Friday, October 26, 2018

Keep it short and don't try very hard



For several years there was a glut of books on zero-budget filmmaking. I guess it was a bigger deal before digital video took over completely. Now it's perfectly obvious how to make a movie with no money.

Cinema has become a true art form. Almost anyone can do it, but almost nobody can do it very well and even fewer could earn a living at it. We don't need books on how to cope with lack of money. It's lack of talent we need to worry about. How does a person who's not very good make a passable movie? There are styles that seem like they might lend themselves to this. "Slow cinema" for example or minimalism, although they might just make it worse.

There's been a lot written about how to get good performances from non-actors, but what if you have non-actors working with a non-director? How can a non-director succeed without having to learn a bunch of stuff?

I like "wooden acting". You know that scene in Rebel Without a Cause where James Dean screams, "YOU'RE TEARING ME APART!!!"? I would have had him simply say, "You're tearing me apart." Of course, audiences might not appreciate it as much as I would.

You can avoid a lot of that and just do a silent movie.
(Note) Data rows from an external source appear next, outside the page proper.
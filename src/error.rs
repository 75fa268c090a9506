//! Error types and HTTP error response handling.
//!
//! This module defines the errors produced by the account store and the
//! account service, and how they are converted into HTTP responses with
//! appropriate status codes and JSON bodies.

use axum::{
    Json,
    extract::rejection::JsonRejection,
    http::StatusCode,
    response::{IntoResponse, Response},
};
use serde_json::json;

/// Failure to read or write the account snapshot.
#[derive(Debug, thiserror::Error)]
pub enum StorageError {
    /// The snapshot file (or its temp sibling) could not be read, written or renamed.
    #[error("Snapshot I/O failed: {0}")]
    Io(#[from] std::io::Error),

    /// The snapshot exists but is not a valid list of accounts.
    #[error("Snapshot is malformed: {0}")]
    Malformed(#[from] serde_json::Error),

    /// Two records share an account number.
    #[error("Duplicate account number {0}")]
    DuplicateAccountNumber(String),

    /// The snapshot parsed but a record has an empty or badly formatted field.
    #[error("Snapshot is corrupt: {0}")]
    Corrupt(String),
}

impl StorageError {
    /// Only raw I/O failures are worth retrying; a malformed file stays malformed.
    pub fn is_transient(&self) -> bool {
        matches!(self, StorageError::Io(_))
    }
}

/// Application-wide error type.
///
/// Every use case of the account service returns `Result<T, AppError>`.
///
/// # Error Categories
///
/// - **Validation Errors**: malformed input, the caller must re-prompt
/// - **Authentication Errors**: account number and PIN do not match a record
/// - **Business Rule Errors**: deposit cap, insufficient funds
/// - **Storage Errors**: the snapshot could not be read or written
#[derive(Debug, thiserror::Error)]
pub enum AppError {
    /// Request data is invalid.
    ///
    /// Returns HTTP 400 Bad Request.
    /// The String describes the first field that failed.
    #[error("{0}")]
    Validation(String),

    /// Account number and PIN do not match any account.
    ///
    /// The same error is returned whether the account is missing or the PIN
    /// is wrong. Returns HTTP 401 Unauthorized.
    #[error("Invalid account number or PIN")]
    InvalidCredentials,

    /// A single deposit exceeded the per-transaction cap.
    ///
    /// Returns HTTP 422 Unprocessable Entity.
    #[error("Maximum deposit is {limit} per transaction")]
    LimitExceeded { limit: u64 },

    /// A withdrawal asked for more than the current balance.
    ///
    /// Returns HTTP 422 Unprocessable Entity.
    #[error("Insufficient balance, available: {available}")]
    InsufficientFunds { available: u64 },

    /// Every generated account number collided with an existing one.
    ///
    /// Returns HTTP 503 Service Unavailable.
    #[error("Could not allocate a unique account number after {attempts} attempts")]
    AccountNumbersExhausted { attempts: u32 },

    /// Snapshot could not be loaded or saved.
    #[error("Storage error: {0}")]
    Storage(#[from] StorageError),
}

/// A request body that could not be decoded is a validation failure.
impl From<JsonRejection> for AppError {
    fn from(rejection: JsonRejection) -> Self {
        AppError::Validation(rejection.body_text())
    }
}

/// Convert AppError into an HTTP response.
///
/// # Response Format
///
/// ```json
/// {
///   "error": {
///     "code": "error_type",
///     "message": "Human-readable error message"
///   }
/// }
/// ```
///
/// Storage failures return 500 and hide their details from the client.
impl IntoResponse for AppError {
    fn into_response(self) -> Response {
        let (status, code, message) = match self {
            AppError::Validation(ref msg) => {
                (StatusCode::BAD_REQUEST, "validation_error", msg.clone())
            }
            AppError::InvalidCredentials => (
                StatusCode::UNAUTHORIZED,
                "invalid_credentials",
                self.to_string(),
            ),
            AppError::LimitExceeded { .. } => (
                StatusCode::UNPROCESSABLE_ENTITY,
                "limit_exceeded",
                self.to_string(),
            ),
            AppError::InsufficientFunds { .. } => (
                StatusCode::UNPROCESSABLE_ENTITY,
                "insufficient_funds",
                self.to_string(),
            ),
            AppError::AccountNumbersExhausted { .. } => (
                StatusCode::SERVICE_UNAVAILABLE,
                "account_numbers_exhausted",
                self.to_string(),
            ),
            AppError::Storage(ref err) => {
                tracing::error!(error = %err, "storage failure");
                (
                    StatusCode::INTERNAL_SERVER_ERROR,
                    "internal_error",
                    "An internal error occurred".to_string(),
                )
            }
        };

        let body = Json(json!({
            "error": {
                "code": code,
                "message": message
            }
        }));

        (status, body).into_response()
    }
}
All you need is for the actors to behave naturally. Use intertitles to explain what's going on of it's not obvious. If you have the voice for it you can narrate.
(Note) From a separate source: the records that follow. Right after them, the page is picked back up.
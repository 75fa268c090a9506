//! HTTP request handlers (route handlers).
//!
//! Each handler is an async function that:
//! 1. Receives HTTP request data (JSON body, credentials extension)
//! 2. Calls one account service operation
//! 3. Returns HTTP response (JSON, status code)

/// Account use case endpoints
pub mod accounts;
/// JSON body extraction with standard error bodies
pub mod extract;
/// Service health endpoint
pub mod health;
Sit-coms are 21 minutes long when you take out the commercials. They generally consist of a main plot and two subplots. Some shows like Modern Family try to give the three storylines equal time, so each plot gets 7 minutes. Which means each one is very sketchy. You know the expression "Show don't tell"? With sit-comes it's "Imply don't show." If you can write three 7-minute sketches, you can write a 21 minute movie. You just have to cut between subplots to gloss over the huge gaps in the stories.

Some kids on YouTube compressed a Hardy Boys book into a six minute movie.
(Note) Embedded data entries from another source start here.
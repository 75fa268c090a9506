//! Flat-file account store.
//!
//! The whole account collection lives in one JSON snapshot file. There are no
//! partial updates: every mutation loads the full collection, changes it in
//! memory and writes the full collection back.
//!
//! # Atomicity
//!
//! - Saves go to a uniquely named temp file next to the snapshot, are fsynced,
//!   then renamed over it, so readers see either the old or the new snapshot.
//! - A `StoreTransaction` holds the store's write lock from load to commit, so
//!   concurrent read-modify-write cycles cannot lose updates.

use std::{
    collections::HashSet,
    path::{Path, PathBuf},
    time::Duration,
};

use tokio::{
    fs,
    io::AsyncWriteExt,
    sync::{RwLock, RwLockWriteGuard},
};
use uuid::Uuid;

use crate::{
    config::Config,
    error::StorageError,
    models::{
        account::{Account, PinPolicy},
        digits::{self, PHONE_LEN, PIN_LEN},
    },
    services::account_number,
};

const RETRY_BACKOFF: Duration = Duration::from_millis(20);

/// Owner of the persisted account collection.
#[derive(Debug)]
pub struct AccountStore {
    path: PathBuf,
    pin_policy: PinPolicy,
    retries: u32,
    lock: RwLock<()>,
}

impl AccountStore {
    /// Create a store over `path`. The file does not need to exist yet.
    pub fn open(path: impl Into<PathBuf>, pin_policy: PinPolicy, retries: u32) -> Self {
        Self {
            path: path.into(),
            pin_policy,
            retries,
            lock: RwLock::new(()),
        }
    }

    pub fn from_config(config: &Config) -> Self {
        Self::open(
            config.data_file.clone(),
            config.pin_policy,
            config.storage_retries,
        )
    }

    pub fn path(&self) -> &Path {
        &self.path
    }

    pub fn pin_policy(&self) -> PinPolicy {
        self.pin_policy
    }

    /// Load the persisted collection, or an empty one if no snapshot exists yet.
    ///
    /// Takes the read lock, so it never runs alongside an open transaction.
    pub async fn load(&self) -> Result<Vec<Account>, StorageError> {
        let _guard = self.lock.read().await;
        self.read_snapshot().await
    }

    /// Atomically replace the snapshot with `accounts`.
    ///
    /// Fails with `DuplicateAccountNumber` without touching the file if the
    /// collection breaks uniqueness.
    pub async fn save(&self, accounts: &[Account]) -> Result<(), StorageError> {
        let _guard = self.lock.write().await;
        check_integrity(accounts, self.pin_policy)?;
        self.write_snapshot(accounts).await
    }

    /// Start a read-modify-write cycle.
    ///
    /// The write lock is held until the returned transaction is committed or
    /// dropped. Dropping it without `commit` discards every change.
    pub async fn begin(&self) -> Result<StoreTransaction<'_>, StorageError> {
        let guard = self.lock.write().await;
        let accounts = self.read_snapshot().await?;

        Ok(StoreTransaction {
            store: self,
            _guard: guard,
            accounts,
        })
    }

    /// Exact match on account number and PIN (under this store's PIN policy).
    pub fn find_by_credentials<'a>(
        &self,
        accounts: &'a [Account],
        account_number: &str,
        pin: &str,
    ) -> Option<&'a Account> {
        position(accounts, self.pin_policy, account_number, pin).map(|i| &accounts[i])
    }

    async fn read_snapshot(&self) -> Result<Vec<Account>, StorageError> {
        let accounts = self.with_retries("load", || read_once(&self.path)).await?;
        check_integrity(&accounts, self.pin_policy)?;
        Ok(accounts)
    }

    async fn write_snapshot(&self, accounts: &[Account]) -> Result<(), StorageError> {
        let bytes = serde_json::to_vec_pretty(accounts)?;
        self.with_retries("save", || write_once(&self.path, &bytes))
            .await?;

        tracing::debug!(path = %self.path.display(), accounts = accounts.len(), "snapshot saved");
        Ok(())
    }

    /// Run `op`, retrying transient I/O failures up to `self.retries` extra times.
    async fn with_retries<T, F, Fut>(&self, what: &str, mut op: F) -> Result<T, StorageError>
    where
        F: FnMut() -> Fut,
        Fut: Future<Output = Result<T, StorageError>>,
    {
        let mut attempt = 0;
        loop {
            match op().await {
                Err(err) if err.is_transient() && attempt < self.retries => {
                    attempt += 1;
                    tracing::warn!(
                        path = %self.path.display(),
                        attempt,
                        error = %err,
                        "snapshot {what} failed, retrying"
                    );
                    tokio::time::sleep(RETRY_BACKOFF * attempt).await;
                }
                result => return result,
            }
        }
    }
}

/// An open read-modify-write cycle over the snapshot.
pub struct StoreTransaction<'a> {
    store: &'a AccountStore,
    _guard: RwLockWriteGuard<'a, ()>,
    accounts: Vec<Account>,
}

impl StoreTransaction<'_> {
    pub fn contains(&self, account_number: &str) -> bool {
        self.accounts
            .iter()
            .any(|a| a.account_number == account_number)
    }

    pub fn find_by_credentials_mut(
        &mut self,
        account_number: &str,
        pin: &str,
    ) -> Option<&mut Account> {
        position(&self.accounts, self.store.pin_policy, account_number, pin)
            .map(|i| &mut self.accounts[i])
    }

    /// Append a new account, refusing a duplicate account number.
    pub fn insert(&mut self, account: Account) -> Result<(), StorageError> {
        if self.contains(&account.account_number) {
            return Err(StorageError::DuplicateAccountNumber(account.account_number));
        }
        self.accounts.push(account);
        Ok(())
    }

    /// Remove and return the account matching the credentials, if any.
    pub fn remove_by_credentials(&mut self, account_number: &str, pin: &str) -> Option<Account> {
        position(&self.accounts, self.store.pin_policy, account_number, pin)
            .map(|i| self.accounts.remove(i))
    }

    /// Persist the modified collection and release the write lock.
    pub async fn commit(self) -> Result<(), StorageError> {
        self.store.write_snapshot(&self.accounts).await
    }
}

fn position(
    accounts: &[Account],
    policy: PinPolicy,
    account_number: &str,
    pin: &str,
) -> Option<usize> {
    accounts
        .iter()
        .position(|a| a.account_number == account_number && policy.verify(a, pin))
}

async fn read_once(path: &Path) -> Result<Vec<Account>, StorageError> {
    let bytes = match fs::read(path).await {
        Ok(bytes) => bytes,
        Err(err) if err.kind() == std::io::ErrorKind::NotFound => return Ok(Vec::new()),
        Err(err) => return Err(err.into()),
    };
    Ok(serde_json::from_slice(&bytes)?)
}

async fn write_once(path: &Path, bytes: &[u8]) -> Result<(), StorageError> {
    if let Some(dir) = path.parent().filter(|p| !p.as_os_str().is_empty()) {
        fs::create_dir_all(dir).await?;
    }

    let tmp = temp_path(path);
    let result = async {
        let mut file = fs::File::create(&tmp).await?;
        file.write_all(bytes).await?;
        file.sync_all().await?;
        fs::rename(&tmp, path).await
    }
    .await;

    if result.is_err() {
        let _ = fs::remove_file(&tmp).await;
    }
    Ok(result?)
}

fn temp_path(path: &Path) -> PathBuf {
    let name = path
        .file_name()
        .map(|n| n.to_string_lossy().into_owned())
        .unwrap_or_else(|| "snapshot".to_string());
    path.with_file_name(format!(".{name}.{}.tmp", Uuid::new_v4()))
}

/// Every account must be fully populated, every field must have its fixed
/// format, and account numbers must be unique.
fn check_integrity(accounts: &[Account], policy: PinPolicy) -> Result<(), StorageError> {
    let mut seen = HashSet::with_capacity(accounts.len());
    for account in accounts {
        let number = &account.account_number;
        let corrupt = |what: &str| StorageError::Corrupt(format!("account {number:?} {what}"));

        if account.name.trim().is_empty() || account.email.trim().is_empty() {
            return Err(corrupt("has an empty name or email"));
        }
        if !account_number::is_well_formed(number) {
            return Err(corrupt("has a malformed account number"));
        }
        if !digits::is_digits(&account.phone, PHONE_LEN) {
            return Err(corrupt("has a phone number that is not 10 digits"));
        }
        let pin_ok = match policy {
            PinPolicy::Plaintext => digits::is_digits(&account.pin, PIN_LEN),
            PinPolicy::Sha256 => {
                account.pin.len() == 64 && account.pin.bytes().all(|b| b.is_ascii_hexdigit())
            }
        };
        if !pin_ok {
            return Err(corrupt("has a PIN that does not match the PIN policy"));
        }
        if !seen.insert(number.as_str()) {
            return Err(StorageError::DuplicateAccountNumber(number.clone()));
        }
    }
    Ok(())
}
In the fifties, most shows were half an hour whether they were comedies or not. The Twilight Zone is probably the best know example. We could have twice as many TV dramas if they were all half an hour. There was one season where The Twilight Zone was an hour long and that wasn't an improvement. The same with Alfred Hitchcock Presents.

I like The Rifleman. I hate Wagon Train and Have Gun Will Travel, but at least they were short.

And if you look at B movies from the '30's, '40's and '50's, they were all quite short, usually around an hour. I've seen a couple that were less that 45 minutes. And they were all long enough. Nobody left wishing they had dragged on for another half hour.

Feature-length zero budget movies, 70 to 120 minutes long, are murder to watch. In this age of streaming video, nothing needs to be that long. Nobody's going to see your movie in a theater----there's no need to make it worth their while to go out to a movie.